WHAT YOU ARE ASKED TO DO | Print every line below. Match each one exactly.

BEGIN DATA RECORDS

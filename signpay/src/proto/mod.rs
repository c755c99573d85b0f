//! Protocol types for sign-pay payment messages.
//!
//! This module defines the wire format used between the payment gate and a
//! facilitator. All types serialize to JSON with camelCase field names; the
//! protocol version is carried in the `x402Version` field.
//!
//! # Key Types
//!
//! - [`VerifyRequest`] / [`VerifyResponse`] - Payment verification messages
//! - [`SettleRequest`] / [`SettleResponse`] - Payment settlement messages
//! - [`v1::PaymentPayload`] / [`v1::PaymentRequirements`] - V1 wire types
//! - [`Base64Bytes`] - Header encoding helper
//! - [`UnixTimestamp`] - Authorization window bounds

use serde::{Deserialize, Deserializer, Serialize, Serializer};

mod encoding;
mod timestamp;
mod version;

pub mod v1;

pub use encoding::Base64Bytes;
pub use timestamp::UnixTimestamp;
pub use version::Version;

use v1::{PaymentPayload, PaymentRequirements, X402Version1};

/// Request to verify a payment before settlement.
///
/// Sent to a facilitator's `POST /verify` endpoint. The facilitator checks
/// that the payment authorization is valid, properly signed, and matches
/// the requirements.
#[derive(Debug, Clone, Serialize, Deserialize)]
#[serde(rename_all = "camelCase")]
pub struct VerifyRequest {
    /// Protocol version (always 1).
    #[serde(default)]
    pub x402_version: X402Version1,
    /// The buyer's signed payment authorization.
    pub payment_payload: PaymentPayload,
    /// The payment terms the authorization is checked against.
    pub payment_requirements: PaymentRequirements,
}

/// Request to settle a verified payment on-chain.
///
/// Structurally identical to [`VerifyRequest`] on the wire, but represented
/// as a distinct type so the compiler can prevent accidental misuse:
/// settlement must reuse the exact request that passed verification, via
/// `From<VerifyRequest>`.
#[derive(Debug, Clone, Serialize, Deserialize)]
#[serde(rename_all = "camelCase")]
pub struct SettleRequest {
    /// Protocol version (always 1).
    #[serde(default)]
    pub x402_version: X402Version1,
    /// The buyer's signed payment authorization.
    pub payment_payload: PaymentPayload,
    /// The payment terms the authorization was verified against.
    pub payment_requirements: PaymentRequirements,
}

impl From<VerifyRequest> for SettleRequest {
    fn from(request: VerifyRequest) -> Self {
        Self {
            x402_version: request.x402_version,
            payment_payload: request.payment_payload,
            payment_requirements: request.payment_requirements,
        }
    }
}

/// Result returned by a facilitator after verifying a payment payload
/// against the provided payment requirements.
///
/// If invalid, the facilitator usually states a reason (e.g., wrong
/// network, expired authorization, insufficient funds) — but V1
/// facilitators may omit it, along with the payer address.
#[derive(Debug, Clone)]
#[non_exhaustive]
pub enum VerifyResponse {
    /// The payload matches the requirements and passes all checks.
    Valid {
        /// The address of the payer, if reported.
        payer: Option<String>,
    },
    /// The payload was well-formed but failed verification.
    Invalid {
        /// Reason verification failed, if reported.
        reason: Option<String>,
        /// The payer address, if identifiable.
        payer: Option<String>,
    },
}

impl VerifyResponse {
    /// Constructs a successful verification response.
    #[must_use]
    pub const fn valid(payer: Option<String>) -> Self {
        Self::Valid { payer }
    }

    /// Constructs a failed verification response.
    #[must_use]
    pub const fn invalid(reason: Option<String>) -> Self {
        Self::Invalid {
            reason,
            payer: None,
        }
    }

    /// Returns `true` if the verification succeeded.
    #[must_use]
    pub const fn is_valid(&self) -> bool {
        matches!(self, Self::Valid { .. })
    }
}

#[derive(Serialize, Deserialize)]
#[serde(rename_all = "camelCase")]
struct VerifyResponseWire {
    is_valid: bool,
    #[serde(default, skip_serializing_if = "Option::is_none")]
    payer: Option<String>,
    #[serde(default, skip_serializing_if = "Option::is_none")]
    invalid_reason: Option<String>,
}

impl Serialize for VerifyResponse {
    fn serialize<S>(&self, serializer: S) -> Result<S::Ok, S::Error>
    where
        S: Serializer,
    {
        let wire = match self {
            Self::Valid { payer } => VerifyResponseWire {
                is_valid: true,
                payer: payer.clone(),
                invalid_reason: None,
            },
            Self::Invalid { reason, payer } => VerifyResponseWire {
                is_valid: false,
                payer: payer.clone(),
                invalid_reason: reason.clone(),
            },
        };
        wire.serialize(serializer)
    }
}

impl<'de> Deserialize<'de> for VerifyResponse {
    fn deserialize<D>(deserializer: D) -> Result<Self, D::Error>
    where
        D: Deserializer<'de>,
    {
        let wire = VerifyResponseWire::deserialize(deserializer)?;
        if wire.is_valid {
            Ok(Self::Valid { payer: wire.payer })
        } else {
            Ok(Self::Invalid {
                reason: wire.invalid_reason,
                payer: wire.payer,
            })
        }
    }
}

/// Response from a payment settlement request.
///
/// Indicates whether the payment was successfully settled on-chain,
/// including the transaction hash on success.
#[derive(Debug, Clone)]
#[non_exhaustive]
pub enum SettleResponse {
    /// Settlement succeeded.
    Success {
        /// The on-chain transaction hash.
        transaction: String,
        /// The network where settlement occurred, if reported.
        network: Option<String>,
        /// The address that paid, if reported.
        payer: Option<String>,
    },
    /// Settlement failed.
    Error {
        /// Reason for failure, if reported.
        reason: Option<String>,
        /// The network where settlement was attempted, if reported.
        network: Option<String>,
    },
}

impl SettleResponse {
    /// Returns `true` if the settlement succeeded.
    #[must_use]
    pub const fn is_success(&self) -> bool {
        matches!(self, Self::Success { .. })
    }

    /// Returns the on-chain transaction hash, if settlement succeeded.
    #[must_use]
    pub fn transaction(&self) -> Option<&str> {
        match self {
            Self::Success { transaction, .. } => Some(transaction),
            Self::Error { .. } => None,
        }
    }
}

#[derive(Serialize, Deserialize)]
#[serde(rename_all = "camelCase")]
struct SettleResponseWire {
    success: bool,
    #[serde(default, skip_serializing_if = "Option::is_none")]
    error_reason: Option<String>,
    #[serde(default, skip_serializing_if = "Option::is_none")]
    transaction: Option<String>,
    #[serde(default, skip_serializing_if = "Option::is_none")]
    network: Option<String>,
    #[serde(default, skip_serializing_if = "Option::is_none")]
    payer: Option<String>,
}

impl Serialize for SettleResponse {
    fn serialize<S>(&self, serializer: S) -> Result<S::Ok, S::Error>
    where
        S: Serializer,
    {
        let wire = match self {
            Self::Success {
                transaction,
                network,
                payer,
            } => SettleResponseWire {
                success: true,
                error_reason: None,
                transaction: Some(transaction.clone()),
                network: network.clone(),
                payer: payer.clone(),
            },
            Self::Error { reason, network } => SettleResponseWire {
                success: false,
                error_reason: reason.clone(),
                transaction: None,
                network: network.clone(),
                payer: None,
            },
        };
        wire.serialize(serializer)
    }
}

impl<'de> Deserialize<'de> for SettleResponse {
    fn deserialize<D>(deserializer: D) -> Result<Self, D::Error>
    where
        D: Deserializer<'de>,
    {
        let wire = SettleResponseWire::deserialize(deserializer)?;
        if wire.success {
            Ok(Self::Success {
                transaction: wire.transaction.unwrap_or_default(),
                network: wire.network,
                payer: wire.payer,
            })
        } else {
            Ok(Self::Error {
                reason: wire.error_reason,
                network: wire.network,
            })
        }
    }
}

END DATA RECORDS

RESULT OF THE TASK |
filename signpay/src/proto/mod.rs
repository c755c99573d85b0f
//! Protocol types for sign-pay payment messages.
//!
//! This module defines the wire format used between the payment gate and a
//! facilitator. All types serialize to JSON with camelCase field names; the
//! protocol version is carried in the `x402Version` field.
//!
//! # Key Types
//!
//! - [`VerifyRequest`] / [`VerifyResponse`] - Payment verification messages
//! - [`SettleRequest`] / [`SettleResponse`] - Payment settlement messages
//! - [`v1::PaymentPayload`] / [`v1::PaymentRequirements`] - V1 wire types
//! - [`Base64Bytes`] - Header encoding helper
//! - [`UnixTimestamp`] - Authorization window bounds

use serde::{Deserialize, Deserializer, Serialize, Serializer};

mod encoding;
mod timestamp;
mod version;

pub mod v1;

pub use encoding::Base64Bytes;
pub use timestamp::UnixTimestamp;
pub use version::Version;

use v1::{PaymentPayload, PaymentRequirements, X402Version1};

/// Request to verify a payment before settlement.
///
/// Sent to a facilitator's `POST /verify` endpoint. The facilitator checks
/// that the payment authorization is valid, properly signed, and matches
/// the requirements.
#[derive(Debug, Clone, Serialize, Deserialize)]
#[serde(rename_all = "camelCase")]
pub struct VerifyRequest {
    /// Protocol version (always 1).
    #[serde(default)]
    pub x402_version: X402Version1,
    /// The buyer's signed payment authorization.
    pub payment_payload: PaymentPayload,
    /// The payment terms the authorization is checked against.
    pub payment_requirements: PaymentRequirements,
}

/// Request to settle a verified payment on-chain.
///
/// Structurally identical to [`VerifyRequest`] on the wire, but represented
/// as a distinct type so the compiler can prevent accidental misuse:
/// settlement must reuse the exact request that passed verification, via
/// `From<VerifyRequest>`.
#[derive(Debug, Clone, Serialize, Deserialize)]
#[serde(rename_all = "camelCase")]
pub struct SettleRequest {
    /// Protocol version (always 1).
    #[serde(default)]
    pub x402_version: X402Version1,
    /// The buyer's signed payment authorization.
    pub payment_payload: PaymentPayload,
    /// The payment terms the authorization was verified against.
    pub payment_requirements: PaymentRequirements,
}

impl From<VerifyRequest> for SettleRequest {
    fn from(request: VerifyRequest) -> Self {
        Self {
            x402_version: request.x402_version,
            payment_payload: request.payment_payload,
            payment_requirements: request.payment_requirements,
        }
    }
}

/// Result returned by a facilitator after verifying a payment payload
/// against the provided payment requirements.
///
/// If invalid, the facilitator usually states a reason (e.g., wrong
/// network, expired authorization, insufficient funds) — but V1
/// facilitators may omit it, along with the payer address.
#[derive(Debug, Clone)]
#[non_exhaustive]
pub enum VerifyResponse {
    /// The payload matches the requirements and passes all checks.
    Valid {
        /// The address of the payer, if reported.
        payer: Option<String>,
    },
    /// The payload was well-formed but failed verification.
    Invalid {
        /// Reason verification failed, if reported.
        reason: Option<String>,
        /// The payer address, if identifiable.
        payer: Option<String>,
    },
}

impl VerifyResponse {
    /// Constructs a successful verification response.
    #[must_use]
    pub const fn valid(payer: Option<String>) -> Self {
        Self::Valid { payer }
    }

    /// Constructs a failed verification response.
    #[must_use]
    pub const fn invalid(reason: Option<String>) -> Self {
        Self::Invalid {
            reason,
            payer: None,
        }
    }

    /// Returns `true` if the verification succeeded.
    #[must_use]
    pub const fn is_valid(&self) -> bool {
        matches!(self, Self::Valid { .. })
    }
}

#[derive(Serialize, Deserialize)]
#[serde(rename_all = "camelCase")]
struct VerifyResponseWire {
    is_valid: bool,
    #[serde(default, skip_serializing_if = "Option::is_none")]
    payer: Option<String>,
    #[serde(default, skip_serializing_if = "Option::is_none")]
    invalid_reason: Option<String>,
}

impl Serialize for VerifyResponse {
    fn serialize<S>(&self, serializer: S) -> Result<S::Ok, S::Error>
    where
        S: Serializer,
    {
        let wire = match self {
            Self::Valid { payer } => VerifyResponseWire {
                is_valid: true,
                payer: payer.clone(),
                invalid_reason: None,
            },
            Self::Invalid { reason, payer } => VerifyResponseWire {
                is_valid: false,
                payer: payer.clone(),
                invalid_reason: reason.clone(),
            },
        };
        wire.serialize(serializer)
    }
}

impl<'de> Deserialize<'de> for VerifyResponse {
    fn deserialize<D>(deserializer: D) -> Result<Self, D::Error>
    where
        D: Deserializer<'de>,
    {
        let wire = VerifyResponseWire::deserialize(deserializer)?;
        if wire.is_valid {
            Ok(Self::Valid { payer: wire.payer })
        } else {
            Ok(Self::Invalid {
                reason: wire.invalid_reason,
                payer: wire.payer,
            })
        }
    }
}

/// Response from a payment settlement request.
///
/// Indicates whether the payment was successfully settled on-chain,
/// including the transaction hash on success.
#[derive(Debug, Clone)]
#[non_exhaustive]
pub enum SettleResponse {
    /// Settlement succeeded.
    Success {
        /// The on-chain transaction hash.
        transaction: String,
        /// The network where settlement occurred, if reported.
        network: Option<String>,
        /// The address that paid, if reported.
        payer: Option<String>,
    },
    /// Settlement failed.
    Error {
        /// Reason for failure, if reported.
        reason: Option<String>,
        /// The network where settlement was attempted, if reported.
        network: Option<String>,
    },
}

impl SettleResponse {
    /// Returns `true` if the settlement succeeded.
    #[must_use]
    pub const fn is_success(&self) -> bool {
        matches!(self, Self::Success { .. })
    }

    /// Returns the on-chain transaction hash, if settlement succeeded.
    #[must_use]
    pub fn transaction(&self) -> Option<&str> {
        match self {
            Self::Success { transaction, .. } => Some(transaction),
            Self::Error { .. } => None,
        }
    }
}

#[derive(Serialize, Deserialize)]
#[serde(rename_all = "camelCase")]
struct SettleResponseWire {
    success: bool,
    #[serde(default, skip_serializing_if = "Option::is_none")]
    error_reason: Option<String>,
    #[serde(default, skip_serializing_if = "Option::is_none")]
    transaction: Option<String>,
    #[serde(default, skip_serializing_if = "Option::is_none")]
    network: Option<String>,
    #[serde(default, skip_serializing_if = "Option::is_none")]
    payer: Option<String>,
}

impl Serialize for SettleResponse {
    fn serialize<S>(&self, serializer: S) -> Result<S::Ok, S::Error>
    where
        S: Serializer,
    {
        let wire = match self {
            Self::Success {
                transaction,
                network,
                payer,
            } => SettleResponseWire {
                success: true,
                error_reason: None,
                transaction: Some(transaction.clone()),
                network: network.clone(),
                payer: payer.clone(),
            },
            Self::Error { reason, network } => SettleResponseWire {
                success: false,
                error_reason: reason.clone(),
                transaction: None,
                network: network.clone(),
                payer: None,
            },
        };
        wire.serialize(serializer)
    }
}

impl<'de> Deserialize<'de> for SettleResponse {
    fn deserialize<D>(deserializer: D) -> Result<Self, D::Error>
    where
        D: Deserializer<'de>,
    {
        let wire = SettleResponseWire::deserialize(deserializer)?;
        if wire.success {
            Ok(Self::Success {
                transaction: wire.transaction.unwrap_or_default(),
                network: wire.network,
                payer: wire.payer,
            })
        } else {
            Ok(Self::Error {
                reason: wire.error_reason,
                network: wire.network,
            })
        }
    }
}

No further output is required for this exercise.